SEGURANÇA E POLÍTICA
Flávio Bolsonaro vincula voto de criminosos a Luiz Inácio Lula da Silva
Em ato realizado no Ceará, pré-candidato à Presidência defende endurecimento penal e faz duras críticas à atual gestão do PT.
O senador Flávio Bolsonaro (PL-RJ), pré-candidato à Presidência da República, associou o apoio de criminosos à gestão do atual governo em declarações feitas nesta sexta-feira, 10 de julho de 2026. A fala ocorreu durante o lançamento da pré-candidatura do deputado estadual Alcides Fernandes (PL) ao Senado, em Fortaleza, no Ceará.
Ao discursar para apoiadores, o parlamentar questionou a afinidade ideológica entre o crime organizado e o eleitorado do presidente Luiz Inácio Lula da Silva (PT). Segundo Flávio, a política de segurança adotada pela Presidência seria excessivamente branda, o que, em sua visão, fortaleceria facções como o PCC e o Comando Vermelho.
A proposta de segurança pública apresentada pelo senador para um eventual mandato foca no rigor penal. Entre os pontos mencionados, destacam-se a ampliação do sistema prisional com a criação de 500 mil vagas, a redução da maioridade penal e a implementação de castração química para autores de crimes sexuais contra mulheres e crianças.
Em relação às facções que operam no Brasil, Flávio prometeu endurecer o tratamento jurídico, defendendo a classificação desses grupos como organizações terroristas. O senador estabeleceu o prazo de 31 de dezembro de 2026 como uma meta para que integrantes dessas organizações deixem o país, sob pena de prisão ou neutralização pelas forças de segurança.

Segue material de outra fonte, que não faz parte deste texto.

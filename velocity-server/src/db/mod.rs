pub mod schema;
pub mod connection;
pub mod repositories;

pub use connection::{Database, DbConnection, DbPool};

use chrono::{DateTime, SecondsFormat, Utc};
use rusqlite::types::Type;
use uuid::Uuid;

/// Canonical text form for timestamps stored in the database
pub fn timestamp(value: DateTime<Utc>) -> String {
    value.to_rfc3339_opts(SecondsFormat::Micros, true)
}

pub(crate) fn parse_timestamp(idx: usize, value: String) -> rusqlite::Result<DateTime<Utc>> {
    value
        .parse::<DateTime<Utc>>()
        .map_err(|e| rusqlite::Error::FromSqlConversionFailure(idx, Type::Text, Box::new(e)))
}

pub(crate) fn parse_optional_timestamp(
    idx: usize,
    value: Option<String>,
) -> rusqlite::Result<Option<DateTime<Utc>>> {
    value.map(|v| parse_timestamp(idx, v)).transpose()
}

pub(crate) fn parse_uuid(idx: usize, value: String) -> rusqlite::Result<Uuid> {
    Uuid::parse_str(&value)
        .map_err(|e| rusqlite::Error::FromSqlConversionFailure(idx, Type::Text, Box::new(e)))
}

pub(crate) fn parse_optional_uuid(idx: usize, value: Option<String>) -> rusqlite::Result<Option<Uuid>> {
    value.map(|v| parse_uuid(idx, v)).transpose()
}

/// Error for enum columns holding an unexpected value
pub(crate) fn invalid_column(idx: usize, column: &str, value: &str) -> rusqlite::Error {
    rusqlite::Error::FromSqlConversionFailure(
        idx,
        Type::Text,
        format!("invalid {} value '{}'", column, value).into(),
    )
}

/// True when `err` was caused by a UNIQUE constraint
pub fn is_unique_violation(err: &anyhow::Error) -> bool {
    err.chain().any(|cause| {
        matches!(
            cause.downcast_ref::<rusqlite::Error>(),
            Some(rusqlite::Error::SqliteFailure(e, _))
                if e.code == rusqlite::ErrorCode::ConstraintViolation
                    && e.extended_code == rusqlite::ffi::SQLITE_CONSTRAINT_UNIQUE
        )
    })
}

#[cfg(test)]
mod tests {
    use super::*;
    use anyhow::Context;

    #[test]
    fn test_unique_violation_detected_through_context() {
        let db = Database::in_memory().unwrap();
        db.initialize().unwrap();
        let conn = db.connection().unwrap();
        conn.execute("INSERT INTO categories (name, slug) VALUES ('A', 'a')", [])
            .unwrap();

        let err = conn
            .execute("INSERT INTO categories (name, slug) VALUES ('B', 'a')", [])
            .context("Failed to insert category")
            .unwrap_err();
        assert!(is_unique_violation(&err));

        let other = anyhow::anyhow!("something else");
        assert!(!is_unique_violation(&other));
    }

    #[test]
    fn test_timestamp_round_trips() {
        let now = Utc::now();
        let parsed = parse_timestamp(0, timestamp(now)).unwrap();
        assert_eq!(parsed.timestamp_micros(), now.timestamp_micros());
        assert!(parse_timestamp(0, "yesterday".to_string()).is_err());
    }
}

O evento em Fortaleza serviu para consolidar a pré-candidatura de Alcides Fernandes, articulada pelo grupo de Jair Bolsonaro (PL) após a impossibilidade jurídica de seu filho, o deputado federal André Fernandes (PL), disputar o cargo. Internamente, o PL-CE ainda vive impasses sobre a composição da chapa ao Senado, com divergências entre o apoio de Flávio a Alcides e a preferência da ex-primeira-dama Michelle Bolsonaro pela deputada federal Priscila Costa (PL-CE).